Anand Govindarajan Published: December 14, 2021

Watching closely the evolution of metadata platforms (later rechristened as Data Governance platforms due to their focus), as somebody who has implemented and built Data Governance solutions on top of these platforms, I see a significant evolution in their architecture as well as the use cases they support. This evolution seems to closely mirror the evolution of data platforms. 

Starting with a very simple value proposition of providing context to data, metadata today supports a whole gamut of use cases from data lineage to data observability.

The Good Old Days

Remember the days when metadata platforms supported only connectors to fetch the technical metadata from relational databases? These load jobs were run periodically to push the technical metadata into the metadata platform. The business metadata like the terms, rules, policies, and KPIs were uploaded through spreadsheets.

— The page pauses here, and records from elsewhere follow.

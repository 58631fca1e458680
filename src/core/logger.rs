//! Logger front-end
//!
//! Builds records and hands them to a `Handler`. Level gating happens here,
//! before a record is built, through the handler's own `enabled` check.

use super::{
    attr::Attr,
    handler::Handler,
    level::Level,
    metrics::LoggerMetrics,
    record::{Record, Source},
};
use std::sync::Arc;

#[derive(Clone)]
pub struct Logger {
    handler: Arc<dyn Handler>,
    /// Shared with every logger derived through `with`/`with_group`
    metrics: Arc<LoggerMetrics>,
}

impl Logger {
    #[must_use]
    pub fn new<H: Handler + 'static>(handler: H) -> Self {
        Self::from_arc(Arc::new(handler))
    }

    #[must_use]
    pub fn from_arc(handler: Arc<dyn Handler>) -> Self {
        Self {
            handler,
            metrics: Arc::new(LoggerMetrics::new()),
        }
    }

    pub fn handler(&self) -> &Arc<dyn Handler> {
        &self.handler
    }

    pub fn enabled(&self, level: Level) -> bool {
        self.handler.enabled(level)
    }

    /// Logger whose records always carry `attrs`
    #[must_use]
    pub fn with(&self, attrs: &[Attr]) -> Self {
        Self {
            handler: self.handler.with_attrs(attrs),
            metrics: Arc::clone(&self.metrics),
        }
    }

    /// Logger whose later attributes are nested under `name`
    #[must_use]
    pub fn with_group(&self, name: &str) -> Self {
        Self {
            handler: self.handler.with_group(name),
            metrics: Arc::clone(&self.metrics),
        }
    }

    pub fn log(&self, level: Level, message: impl Into<String>, attrs: Vec<Attr>) {
        if !self.enabled(level) {
            return;
        }
        self.dispatch(&Record::new(level, message).with_attrs(attrs));
    }

    /// Log with the call-site location the macros capture
    pub fn log_at(&self, level: Level, message: impl Into<String>, attrs: Vec<Attr>, source: Source) {
        if !self.enabled(level) {
            return;
        }
        self.dispatch(
            &Record::new(level, message)
                .with_attrs(attrs)
                .with_source(source),
        );
    }

    /// Hand a prebuilt record to the handler if its level is enabled
    pub fn log_record(&self, record: &Record) {
        if self.enabled(record.level) {
            self.dispatch(record);
        }
    }

    fn dispatch(&self, record: &Record) {
        match self.handler.handle(record) {
            Ok(()) => self.metrics.record_logged(),
            Err(e) => {
                eprintln!("[LOGGER ERROR] Handler failed: {}", e);
                self.metrics.record_dropped();
            }
        }
    }

    #[inline]
    pub fn debug(&self, message: impl Into<String>, attrs: Vec<Attr>) {
        self.log(Level::DEBUG, message, attrs);
    }

    #[inline]
    pub fn info(&self, message: impl Into<String>, attrs: Vec<Attr>) {
        self.log(Level::INFO, message, attrs);
    }

    #[inline]
    pub fn warn(&self, message: impl Into<String>, attrs: Vec<Attr>) {
        self.log(Level::WARN, message, attrs);
    }

    #[inline]
    pub fn error(&self, message: impl Into<String>, attrs: Vec<Attr>) {
        self.log(Level::ERROR, message, attrs);
    }

    /// Get the logger metrics
    ///
    /// # Example
    ///
    /// ```
    /// use flarelog::{HandlerOptions, JsonHandler, Logger};
    ///
    /// let logger = Logger::new(JsonHandler::new(std::io::sink(), HandlerOptions::default()));
    /// logger.info("counted", vec![]);
    /// assert_eq!(logger.metrics().total_logged(), 1);
    /// ```
    pub fn metrics(&self) -> &LoggerMetrics {
        &self.metrics
    }
}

The so-called “Data Governance team” then used to painstakingly link this business metadata to the technical metadata creating a nice searchable repository of data assets with the business context. This reminds me of the days of simple batch processing of data, run daily or even weekly, to generate canned reports for the business.

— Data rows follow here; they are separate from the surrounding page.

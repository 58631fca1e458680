//! Dual-output handler
//!
//! `FlareHandler` renders each record twice: a colorized line for the
//! console and a plain line appended to the log file. The attribute blob
//! of both lines comes from an embedded `JsonHandler` that writes into a
//! private buffer which is parsed back into a JSON object.
//!
//! Handlers derived with `with_attrs`/`with_group` share the buffer, its
//! lock, the hook and both sinks with the handler they came from, so every
//! handler of one family serializes attribute extraction through the same
//! lock.

use super::json::JsonHandler;
use super::render::{self, Fields};
use crate::core::attr::is_well_known;
use crate::core::{
    Attr, FlareConfig, Handler, HandlerOptions, Level, LoggerError, Record, ReplaceAttr, Result,
    Rewrite,
};
use crate::sinks::{ConsoleSink, FileSink};
use parking_lot::Mutex;
use serde_json::Map;
use std::fmt;
use std::io::Write;
use std::path::{Path, PathBuf};
use std::sync::Arc;

type JsonMap = Map<String, serde_json::Value>;

/// State shared by every handler derived from one root.
struct Shared {
    /// Output of the embedded encoder; empty outside of `compute_attrs`.
    buffer: Arc<Mutex<Vec<u8>>>,
    /// Held across encode, parse and reset of `buffer`.
    gate: Mutex<()>,
    replace_attr: Option<ReplaceAttr>,
    console: ConsoleSink,
    file: FileSink,
    use_colors: bool,
}

/// Clears the buffer when dropped, so every exit path leaves it empty.
struct BufferReset<'a>(&'a Mutex<Vec<u8>>);

impl Drop for BufferReset<'_> {
    fn drop(&mut self) {
        self.0.lock().clear();
    }
}

#[derive(Clone)]
pub struct FlareHandler {
    inner: JsonHandler<Vec<u8>>,
    shared: Arc<Shared>,
}

impl FlareHandler {
    /// Create a handler writing to standard output and `./logs.log`
    ///
    /// # Example
    ///
    /// ```no_run
    /// use flarelog::{FlareHandler, HandlerOptions, Level, Logger};
    ///
    /// let handler = FlareHandler::new(
    ///     HandlerOptions::new().with_level(Level::DEBUG).with_source(true),
    /// )?;
    /// let logger = Logger::new(handler);
    /// logger.info("Info Level Log", vec![]);
    /// # Ok::<(), flarelog::LoggerError>(())
    /// ```
    pub fn new(options: HandlerOptions) -> Result<Self> {
        Self::builder().options(options).build()
    }

    #[must_use]
    pub fn builder() -> FlareHandlerBuilder {
        FlareHandlerBuilder::new()
    }

    pub fn enabled(&self, level: Level) -> bool {
        self.inner.enabled(level)
    }

    /// Derive a handler whose attribute blob always carries `attrs`
    #[must_use]
    pub fn with_attrs(&self, attrs: &[Attr]) -> Self {
        Self {
            inner: self.inner.with_attrs(attrs),
            shared: Arc::clone(&self.shared),
        }
    }

    /// Derive a handler that nests later attributes under `name`
    #[must_use]
    pub fn with_group(&self, name: &str) -> Self {
        Self {
            inner: self.inner.with_group(name),
            shared: Arc::clone(&self.shared),
        }
    }

    pub fn file_path(&self) -> &Path {
        self.shared.file.path()
    }

    /// Extract the generic attributes of `record` through the embedded encoder
    pub(crate) fn compute_attrs(&self, record: &Record) -> Result<JsonMap> {
        let _gate = self.shared.gate.lock();
        let _reset = BufferReset(&self.shared.buffer);

        Handler::handle(&self.inner, record)
            .map_err(|e| LoggerError::encode("inner handler Handle failed", e))?;

        let parsed = {
            let buffer = self.shared.buffer.lock();
            serde_json::from_slice::<JsonMap>(&buffer)
        };
        parsed.map_err(|e| LoggerError::decode("unmarshal failed", e))
    }
}

impl Handler for FlareHandler {
    fn enabled(&self, level: Level) -> bool {
        FlareHandler::enabled(self, level)
    }

    fn with_attrs(&self, attrs: &[Attr]) -> Arc<dyn Handler> {
        Arc::new(FlareHandler::with_attrs(self, attrs))
    }

    fn with_group(&self, name: &str) -> Arc<dyn Handler> {
        Arc::new(FlareHandler::with_group(self, name))
    }

    fn handle(&self, record: &Record) -> Result<()> {
        let fields = Fields::from_record(record, self.shared.replace_attr.as_ref());
        let attrs = self.compute_attrs(record)?;
        let line = render::compose(&fields, record.level, &attrs, self.shared.use_colors)?;

        self.shared.console.write_line(&line.styled);
        self.shared.file.write_line(&line.plain, record.source.as_ref())
    }
}

impl fmt::Debug for FlareHandler {
    fn fmt(&self, f: &mut fmt::Formatter<'_>) -> fmt::Result {
        f.debug_struct("FlareHandler")
            .field("file", &self.shared.file.path())
            .field("use_colors", &self.shared.use_colors)
            .finish_non_exhaustive()
    }
}

/// Drop the well-known keys wherever they appear, then defer to `next`.
fn suppress_well_known(next: Option<ReplaceAttr>) -> ReplaceAttr {
    Arc::new(move |groups: &[String], attr: Attr| {
        if is_well_known(&attr.key) {
            return Rewrite::Suppress;
        }
        match next {
            Some(ref hook) => hook(groups, attr),
            None => Rewrite::Keep(attr),
        }
    })
}

/// Builder for constructing a `FlareHandler` with a fluent API
///
/// # Example
/// ```no_run
/// use flarelog::{FlareHandler, Level};
///
/// let handler = FlareHandler::builder()
///     .level(Level::DEBUG)
///     .add_source(true)
///     .file_path("/var/log/app.log")
///     .build()?;
/// # Ok::<(), flarelog::LoggerError>(())
/// ```
pub struct FlareHandlerBuilder {
    options: HandlerOptions,
    file_path: PathBuf,
    console: Option<ConsoleSink>,
    use_colors: bool,
}

impl FlareHandlerBuilder {
    pub fn new() -> Self {
        let config = FlareConfig::default();
        Self {
            options: HandlerOptions::new().with_level(config.level),
            file_path: config.file_path,
            console: None,
            use_colors: config.use_colors,
        }
    }

    /// Replace level, source flag and hook at once
    #[must_use = "builder methods return a new value"]
    pub fn options(mut self, options: HandlerOptions) -> Self {
        self.options = options;
        self
    }

    /// Apply every setting of a loaded configuration
    #[must_use = "builder methods return a new value"]
    pub fn config(mut self, config: FlareConfig) -> Self {
        self.options.level = config.level;
        self.options.add_source = config.add_source;
        self.file_path = config.file_path;
        self.use_colors = config.use_colors;
        self
    }

    #[must_use = "builder methods return a new value"]
    pub fn level(mut self, level: Level) -> Self {
        self.options.level = level;
        self
    }

    #[must_use = "builder methods return a new value"]
    pub fn add_source(mut self, add_source: bool) -> Self {
        self.options.add_source = add_source;
        self
    }

    #[must_use = "builder methods return a new value"]
    pub fn replace_attr<F>(mut self, hook: F) -> Self
    where
        F: Fn(&[String], Attr) -> Rewrite + Send + Sync + 'static,
    {
        self.options.replace_attr = Some(Arc::new(hook));
        self
    }

    #[must_use = "builder methods return a new value"]
    pub fn file_path(mut self, path: impl Into<PathBuf>) -> Self {
        self.file_path = path.into();
        self
    }

    /// Send console lines to `writer` instead of standard output
    #[must_use = "builder methods return a new value"]
    pub fn console(mut self, writer: impl Write + Send + 'static) -> Self {
        self.console = Some(ConsoleSink::new(writer));
        self
    }

    #[must_use = "builder methods return a new value"]
    pub fn use_colors(mut self, use_colors: bool) -> Self {
        self.use_colors = use_colors;
        self
    }

    /// Open the log file and build the handler
    ///
    /// Fails with `LoggerError::Sink` when the file cannot be opened.
    pub fn build(self) -> Result<FlareHandler> {
        if self.file_path.as_os_str().is_empty() {
            return Err(LoggerError::config("FlareHandler", "file path must not be empty"));
        }
        let file = FileSink::open(self.file_path)?;

        let buffer = Arc::new(Mutex::new(Vec::new()));
        let inner_options = HandlerOptions {
            level: self.options.level,
            add_source: self.options.add_source,
            replace_attr: Some(suppress_well_known(self.options.replace_attr.clone())),
        };
        let inner = JsonHandler::with_shared_writer(Arc::clone(&buffer), inner_options);

        Ok(FlareHandler {
            inner,
            shared: Arc::new(Shared {
                buffer,
                gate: Mutex::new(()),
                replace_attr: self.options.replace_attr,
                console: self.console.unwrap_or_default(),
                file,
                use_colors: self.use_colors,
            }),
        })
    }
}

impl Default for FlareHandlerBuilder {
    fn default() -> Self {
        Self::new()
    }
}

As business users and analysts saw value in this repository that provided the ability to find data assets with their business context, they asked for more. 

Metadata Pipelines

Users wanted to understand the source or provenance of the data assets, be it for choosing the right datasets for analysis or understand how trustworthy that source was. This led to the need for generating data lineage diagrams, which means fetching metadata from all tools in the typical data analytics architecture and stitching them together – starting from the operational sources that went beyond simple relational databases, the data pipeline/integration tools, the data warehouse/analytic stores to the dashboarding tools.

Now, this was not an easy process like what we had for relational databases. Very few tools exposed their metadata in a structured and documented manner. Either we had to dig through the complex models in the tool repositories to figure out how they structured their metadata (like that of Informatica Powercenter ETL) or parse large XML files (for the likes of Tableau and SAP HANA). There was always a risk of these structures changing, as it was not a contract like the REST APIs. Again, it reminds me of the days when even data extraction from some of the legacy sources was challenging as we built the ETL/data pipelines. 

Modeling a Metadata Warehouse or Metadata Mart

With metadata now flowing in from several tools, the metadata platform needed a repository that could have a flexible and extensible metadata model or metamodel, which could support various entity types, attributes, and relationships between these entity types. 

Metadata of an ETL tool would have entity types to support connection and transformation components, whereas a metamodel for a dashboarding tool like Tableau would need to support entity types such reports, attributes, and measures. To differentiate between Tableau and Power BI, we needed flexibility to name the Tableau report entity type as Tableau Workbook and Tableau Worksheets, whereas the Power BI one would have Power BI Report and Report. Does that sound like how enterprises once spent lots of effort in defining the data model for data warehouses and data marts during the “schema on write” days, picking up industry models such as FSLDM from players like Teradata and IBM?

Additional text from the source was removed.